AVAILABLE DATA START
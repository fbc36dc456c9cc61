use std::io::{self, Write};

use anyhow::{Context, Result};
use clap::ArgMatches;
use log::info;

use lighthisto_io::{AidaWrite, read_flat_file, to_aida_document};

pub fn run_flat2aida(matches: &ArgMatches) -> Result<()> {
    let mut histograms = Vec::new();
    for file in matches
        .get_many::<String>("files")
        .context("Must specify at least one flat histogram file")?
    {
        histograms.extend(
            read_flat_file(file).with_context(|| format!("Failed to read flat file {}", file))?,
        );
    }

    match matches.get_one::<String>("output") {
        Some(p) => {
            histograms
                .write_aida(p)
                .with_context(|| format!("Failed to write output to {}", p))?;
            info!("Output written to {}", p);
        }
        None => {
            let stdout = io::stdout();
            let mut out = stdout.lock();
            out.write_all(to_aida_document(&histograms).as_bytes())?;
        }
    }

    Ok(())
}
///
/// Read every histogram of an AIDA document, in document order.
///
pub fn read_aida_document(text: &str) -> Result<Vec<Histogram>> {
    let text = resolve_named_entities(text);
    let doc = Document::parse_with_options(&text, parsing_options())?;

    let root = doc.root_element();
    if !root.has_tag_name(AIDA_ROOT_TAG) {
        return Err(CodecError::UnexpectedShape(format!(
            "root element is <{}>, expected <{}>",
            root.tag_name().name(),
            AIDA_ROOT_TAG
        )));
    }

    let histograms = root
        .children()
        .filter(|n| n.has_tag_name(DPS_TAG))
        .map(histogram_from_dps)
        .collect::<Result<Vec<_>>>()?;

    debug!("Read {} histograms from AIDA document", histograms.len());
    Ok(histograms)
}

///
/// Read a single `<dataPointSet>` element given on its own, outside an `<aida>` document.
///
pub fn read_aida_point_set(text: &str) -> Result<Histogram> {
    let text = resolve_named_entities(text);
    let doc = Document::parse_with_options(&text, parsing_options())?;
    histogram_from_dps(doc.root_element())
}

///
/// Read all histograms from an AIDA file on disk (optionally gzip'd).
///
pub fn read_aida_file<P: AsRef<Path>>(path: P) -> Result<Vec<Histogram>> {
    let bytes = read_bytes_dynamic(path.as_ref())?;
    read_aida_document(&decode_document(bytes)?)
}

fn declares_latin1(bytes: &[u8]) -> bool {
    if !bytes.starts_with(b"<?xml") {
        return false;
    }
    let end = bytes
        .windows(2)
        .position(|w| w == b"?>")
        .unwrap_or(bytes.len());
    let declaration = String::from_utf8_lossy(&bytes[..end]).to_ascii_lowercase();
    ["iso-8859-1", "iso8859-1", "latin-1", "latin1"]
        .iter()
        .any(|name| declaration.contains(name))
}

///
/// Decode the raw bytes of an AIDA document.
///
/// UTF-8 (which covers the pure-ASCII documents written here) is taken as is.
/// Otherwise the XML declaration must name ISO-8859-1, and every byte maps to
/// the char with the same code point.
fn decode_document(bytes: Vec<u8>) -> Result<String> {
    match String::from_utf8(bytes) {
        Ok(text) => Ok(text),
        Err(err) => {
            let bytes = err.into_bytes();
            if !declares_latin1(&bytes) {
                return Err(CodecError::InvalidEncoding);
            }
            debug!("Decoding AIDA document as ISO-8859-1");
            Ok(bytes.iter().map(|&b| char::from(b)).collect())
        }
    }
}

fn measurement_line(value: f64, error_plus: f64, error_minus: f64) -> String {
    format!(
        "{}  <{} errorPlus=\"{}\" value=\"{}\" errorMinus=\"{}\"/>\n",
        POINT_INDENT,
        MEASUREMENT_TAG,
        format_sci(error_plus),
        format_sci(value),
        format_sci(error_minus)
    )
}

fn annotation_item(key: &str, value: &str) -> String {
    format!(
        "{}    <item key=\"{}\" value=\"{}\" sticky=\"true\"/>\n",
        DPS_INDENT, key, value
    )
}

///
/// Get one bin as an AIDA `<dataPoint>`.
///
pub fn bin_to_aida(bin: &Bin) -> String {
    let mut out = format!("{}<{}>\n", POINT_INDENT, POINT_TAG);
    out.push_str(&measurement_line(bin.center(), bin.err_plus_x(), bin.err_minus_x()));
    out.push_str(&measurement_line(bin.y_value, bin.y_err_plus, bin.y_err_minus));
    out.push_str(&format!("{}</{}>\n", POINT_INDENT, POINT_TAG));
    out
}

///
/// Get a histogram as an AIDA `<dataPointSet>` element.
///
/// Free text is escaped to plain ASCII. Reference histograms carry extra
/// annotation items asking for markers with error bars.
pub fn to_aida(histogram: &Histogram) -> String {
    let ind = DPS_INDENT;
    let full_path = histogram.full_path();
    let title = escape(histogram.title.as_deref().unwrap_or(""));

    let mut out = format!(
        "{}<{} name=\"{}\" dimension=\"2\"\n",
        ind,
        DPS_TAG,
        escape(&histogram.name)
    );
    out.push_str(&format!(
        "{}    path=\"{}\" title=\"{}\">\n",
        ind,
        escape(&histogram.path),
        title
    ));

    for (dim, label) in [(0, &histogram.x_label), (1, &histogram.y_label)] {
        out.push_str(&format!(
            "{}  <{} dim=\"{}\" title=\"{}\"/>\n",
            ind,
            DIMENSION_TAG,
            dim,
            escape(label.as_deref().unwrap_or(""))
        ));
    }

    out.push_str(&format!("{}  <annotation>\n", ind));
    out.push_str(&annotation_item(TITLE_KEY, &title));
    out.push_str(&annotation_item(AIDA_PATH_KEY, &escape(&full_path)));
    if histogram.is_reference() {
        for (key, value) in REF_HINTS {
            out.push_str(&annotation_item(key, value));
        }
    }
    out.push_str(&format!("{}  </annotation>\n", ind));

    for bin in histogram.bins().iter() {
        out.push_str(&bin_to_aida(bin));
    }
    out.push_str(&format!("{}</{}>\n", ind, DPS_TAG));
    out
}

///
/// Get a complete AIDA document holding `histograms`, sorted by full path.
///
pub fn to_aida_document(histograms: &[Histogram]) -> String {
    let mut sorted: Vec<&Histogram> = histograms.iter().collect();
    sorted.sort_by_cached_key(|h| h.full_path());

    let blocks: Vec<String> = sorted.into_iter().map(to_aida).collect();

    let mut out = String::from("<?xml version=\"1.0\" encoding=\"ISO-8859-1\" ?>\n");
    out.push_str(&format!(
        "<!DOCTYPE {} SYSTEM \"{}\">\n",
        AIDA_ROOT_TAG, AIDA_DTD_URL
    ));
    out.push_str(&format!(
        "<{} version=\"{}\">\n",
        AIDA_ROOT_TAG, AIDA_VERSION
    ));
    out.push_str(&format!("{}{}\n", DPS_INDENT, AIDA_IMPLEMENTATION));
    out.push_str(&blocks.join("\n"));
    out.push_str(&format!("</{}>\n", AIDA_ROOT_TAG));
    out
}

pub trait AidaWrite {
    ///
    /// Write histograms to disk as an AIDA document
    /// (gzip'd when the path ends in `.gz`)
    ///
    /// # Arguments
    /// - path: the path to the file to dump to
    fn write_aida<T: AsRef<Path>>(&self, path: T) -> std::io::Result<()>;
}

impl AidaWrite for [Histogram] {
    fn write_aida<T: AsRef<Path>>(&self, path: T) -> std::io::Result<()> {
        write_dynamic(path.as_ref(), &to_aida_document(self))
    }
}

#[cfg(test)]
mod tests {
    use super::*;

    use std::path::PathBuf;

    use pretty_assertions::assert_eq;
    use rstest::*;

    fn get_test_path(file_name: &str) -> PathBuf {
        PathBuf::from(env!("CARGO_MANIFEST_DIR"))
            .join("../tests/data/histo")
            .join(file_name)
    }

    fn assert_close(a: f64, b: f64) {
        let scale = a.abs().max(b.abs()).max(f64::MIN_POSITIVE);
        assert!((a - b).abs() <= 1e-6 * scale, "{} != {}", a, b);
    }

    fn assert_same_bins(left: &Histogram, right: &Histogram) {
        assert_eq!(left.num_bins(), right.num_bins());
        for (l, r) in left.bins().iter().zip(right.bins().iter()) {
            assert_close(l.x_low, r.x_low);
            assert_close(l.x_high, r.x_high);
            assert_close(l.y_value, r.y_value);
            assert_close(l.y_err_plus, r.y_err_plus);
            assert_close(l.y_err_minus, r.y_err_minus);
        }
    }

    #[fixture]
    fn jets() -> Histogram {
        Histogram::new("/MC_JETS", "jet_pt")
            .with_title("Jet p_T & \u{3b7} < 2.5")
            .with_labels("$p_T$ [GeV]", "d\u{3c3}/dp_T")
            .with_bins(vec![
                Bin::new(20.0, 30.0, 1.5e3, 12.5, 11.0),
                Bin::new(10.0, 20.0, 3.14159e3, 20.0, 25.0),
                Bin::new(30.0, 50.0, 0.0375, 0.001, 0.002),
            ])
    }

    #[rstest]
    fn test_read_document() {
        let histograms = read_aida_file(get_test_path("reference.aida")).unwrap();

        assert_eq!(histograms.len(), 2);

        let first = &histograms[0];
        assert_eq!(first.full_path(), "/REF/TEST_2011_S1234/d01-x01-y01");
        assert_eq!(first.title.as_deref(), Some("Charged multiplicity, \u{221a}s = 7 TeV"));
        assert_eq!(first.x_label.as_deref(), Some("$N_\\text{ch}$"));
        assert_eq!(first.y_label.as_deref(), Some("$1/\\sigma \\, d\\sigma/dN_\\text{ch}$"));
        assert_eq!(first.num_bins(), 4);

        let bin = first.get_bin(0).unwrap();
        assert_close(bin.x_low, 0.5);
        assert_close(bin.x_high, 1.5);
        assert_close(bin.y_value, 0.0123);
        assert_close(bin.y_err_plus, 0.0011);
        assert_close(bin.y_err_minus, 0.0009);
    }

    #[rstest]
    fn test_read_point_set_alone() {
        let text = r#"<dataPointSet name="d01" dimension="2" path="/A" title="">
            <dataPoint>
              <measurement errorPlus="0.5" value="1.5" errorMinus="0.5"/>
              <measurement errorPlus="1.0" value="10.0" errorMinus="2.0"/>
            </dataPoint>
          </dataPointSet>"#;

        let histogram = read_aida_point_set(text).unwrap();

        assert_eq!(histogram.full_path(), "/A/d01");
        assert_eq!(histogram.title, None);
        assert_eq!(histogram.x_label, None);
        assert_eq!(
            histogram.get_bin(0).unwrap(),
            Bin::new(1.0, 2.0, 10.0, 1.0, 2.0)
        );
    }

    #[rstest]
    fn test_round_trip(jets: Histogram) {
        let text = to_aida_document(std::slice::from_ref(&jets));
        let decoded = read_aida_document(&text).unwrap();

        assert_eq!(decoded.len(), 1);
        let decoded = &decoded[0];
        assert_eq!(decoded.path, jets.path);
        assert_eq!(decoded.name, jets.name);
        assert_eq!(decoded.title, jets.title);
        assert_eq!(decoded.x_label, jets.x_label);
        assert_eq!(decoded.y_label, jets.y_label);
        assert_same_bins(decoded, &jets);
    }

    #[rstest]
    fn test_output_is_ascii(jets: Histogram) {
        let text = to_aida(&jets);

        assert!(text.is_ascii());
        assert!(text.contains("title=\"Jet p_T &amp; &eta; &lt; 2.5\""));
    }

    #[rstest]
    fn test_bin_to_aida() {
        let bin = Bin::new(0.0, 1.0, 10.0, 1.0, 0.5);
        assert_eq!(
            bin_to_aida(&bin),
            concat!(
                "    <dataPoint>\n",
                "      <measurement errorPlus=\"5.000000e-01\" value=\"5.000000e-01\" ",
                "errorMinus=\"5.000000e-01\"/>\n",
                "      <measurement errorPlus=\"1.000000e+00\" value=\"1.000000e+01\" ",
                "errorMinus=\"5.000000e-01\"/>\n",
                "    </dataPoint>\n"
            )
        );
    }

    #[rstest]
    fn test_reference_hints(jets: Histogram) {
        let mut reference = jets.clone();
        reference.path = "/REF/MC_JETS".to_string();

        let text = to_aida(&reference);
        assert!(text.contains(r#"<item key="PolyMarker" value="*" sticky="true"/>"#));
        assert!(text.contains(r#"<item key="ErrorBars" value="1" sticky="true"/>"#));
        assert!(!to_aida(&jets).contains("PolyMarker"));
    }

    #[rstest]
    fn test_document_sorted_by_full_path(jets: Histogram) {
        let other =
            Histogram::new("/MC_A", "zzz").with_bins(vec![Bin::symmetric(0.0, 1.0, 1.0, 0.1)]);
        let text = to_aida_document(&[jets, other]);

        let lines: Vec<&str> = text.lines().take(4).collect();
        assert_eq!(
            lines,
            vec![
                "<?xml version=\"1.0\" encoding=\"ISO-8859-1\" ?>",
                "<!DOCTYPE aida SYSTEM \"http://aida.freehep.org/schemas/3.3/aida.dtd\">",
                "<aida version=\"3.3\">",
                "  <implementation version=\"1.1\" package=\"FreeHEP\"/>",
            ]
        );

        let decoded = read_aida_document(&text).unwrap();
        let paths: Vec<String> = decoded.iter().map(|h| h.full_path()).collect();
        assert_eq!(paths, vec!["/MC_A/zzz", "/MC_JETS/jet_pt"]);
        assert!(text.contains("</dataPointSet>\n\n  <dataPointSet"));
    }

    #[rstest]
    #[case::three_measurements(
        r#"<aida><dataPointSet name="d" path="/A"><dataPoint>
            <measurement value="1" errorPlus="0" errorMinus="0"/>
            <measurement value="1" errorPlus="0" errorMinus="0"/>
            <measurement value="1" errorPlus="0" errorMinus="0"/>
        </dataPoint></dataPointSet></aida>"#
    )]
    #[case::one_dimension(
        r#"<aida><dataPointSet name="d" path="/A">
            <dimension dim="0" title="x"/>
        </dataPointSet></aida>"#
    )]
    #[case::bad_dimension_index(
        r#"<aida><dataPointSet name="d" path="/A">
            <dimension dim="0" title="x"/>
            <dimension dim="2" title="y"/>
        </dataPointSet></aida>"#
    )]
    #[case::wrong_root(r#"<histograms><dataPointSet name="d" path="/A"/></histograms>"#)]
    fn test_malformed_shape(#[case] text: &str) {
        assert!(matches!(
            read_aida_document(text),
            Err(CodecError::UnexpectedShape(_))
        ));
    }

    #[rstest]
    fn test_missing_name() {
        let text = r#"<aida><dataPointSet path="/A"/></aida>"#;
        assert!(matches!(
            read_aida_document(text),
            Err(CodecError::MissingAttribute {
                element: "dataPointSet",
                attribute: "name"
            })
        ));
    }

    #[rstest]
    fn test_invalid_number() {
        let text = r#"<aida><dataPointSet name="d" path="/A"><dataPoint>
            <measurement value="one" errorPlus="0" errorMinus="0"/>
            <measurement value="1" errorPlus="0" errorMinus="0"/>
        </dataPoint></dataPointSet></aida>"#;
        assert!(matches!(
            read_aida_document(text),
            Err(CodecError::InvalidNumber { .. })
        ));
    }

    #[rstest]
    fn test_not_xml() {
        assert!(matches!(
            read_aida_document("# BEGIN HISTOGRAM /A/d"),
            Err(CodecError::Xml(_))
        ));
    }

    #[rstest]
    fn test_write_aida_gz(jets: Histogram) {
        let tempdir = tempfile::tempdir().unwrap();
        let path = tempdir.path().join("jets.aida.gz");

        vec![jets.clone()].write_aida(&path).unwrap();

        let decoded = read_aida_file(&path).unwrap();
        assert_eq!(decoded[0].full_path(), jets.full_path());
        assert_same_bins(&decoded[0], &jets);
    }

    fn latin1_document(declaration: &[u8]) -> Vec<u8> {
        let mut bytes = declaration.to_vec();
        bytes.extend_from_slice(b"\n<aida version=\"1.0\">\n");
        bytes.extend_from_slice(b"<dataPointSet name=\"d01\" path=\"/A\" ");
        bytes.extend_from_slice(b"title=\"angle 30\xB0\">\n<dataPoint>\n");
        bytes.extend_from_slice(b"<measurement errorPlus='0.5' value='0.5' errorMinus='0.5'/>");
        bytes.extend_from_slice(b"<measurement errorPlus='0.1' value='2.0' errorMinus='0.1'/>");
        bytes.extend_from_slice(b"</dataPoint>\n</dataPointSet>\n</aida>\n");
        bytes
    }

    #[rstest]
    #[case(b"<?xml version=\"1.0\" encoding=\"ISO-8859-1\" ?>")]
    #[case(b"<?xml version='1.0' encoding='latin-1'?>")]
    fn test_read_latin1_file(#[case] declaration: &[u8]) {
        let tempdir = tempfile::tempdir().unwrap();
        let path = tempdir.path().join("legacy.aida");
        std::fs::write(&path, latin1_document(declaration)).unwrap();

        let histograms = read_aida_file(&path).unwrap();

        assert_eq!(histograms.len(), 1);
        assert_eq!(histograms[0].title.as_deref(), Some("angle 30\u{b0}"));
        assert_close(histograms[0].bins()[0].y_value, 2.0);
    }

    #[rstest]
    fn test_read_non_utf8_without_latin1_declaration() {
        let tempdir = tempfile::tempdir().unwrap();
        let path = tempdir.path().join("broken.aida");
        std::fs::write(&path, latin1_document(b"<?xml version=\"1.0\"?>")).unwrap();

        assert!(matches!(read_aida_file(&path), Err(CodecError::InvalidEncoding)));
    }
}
AVAILABLE DATA END
**EXERCISE REQUIREMENTS:** Out of the entries, report each line that contains the word "every".

**RESULT:**
/// Read every histogram of an AIDA document, in document order.
/// Otherwise the XML declaration must name ISO-8859-1, and every byte maps to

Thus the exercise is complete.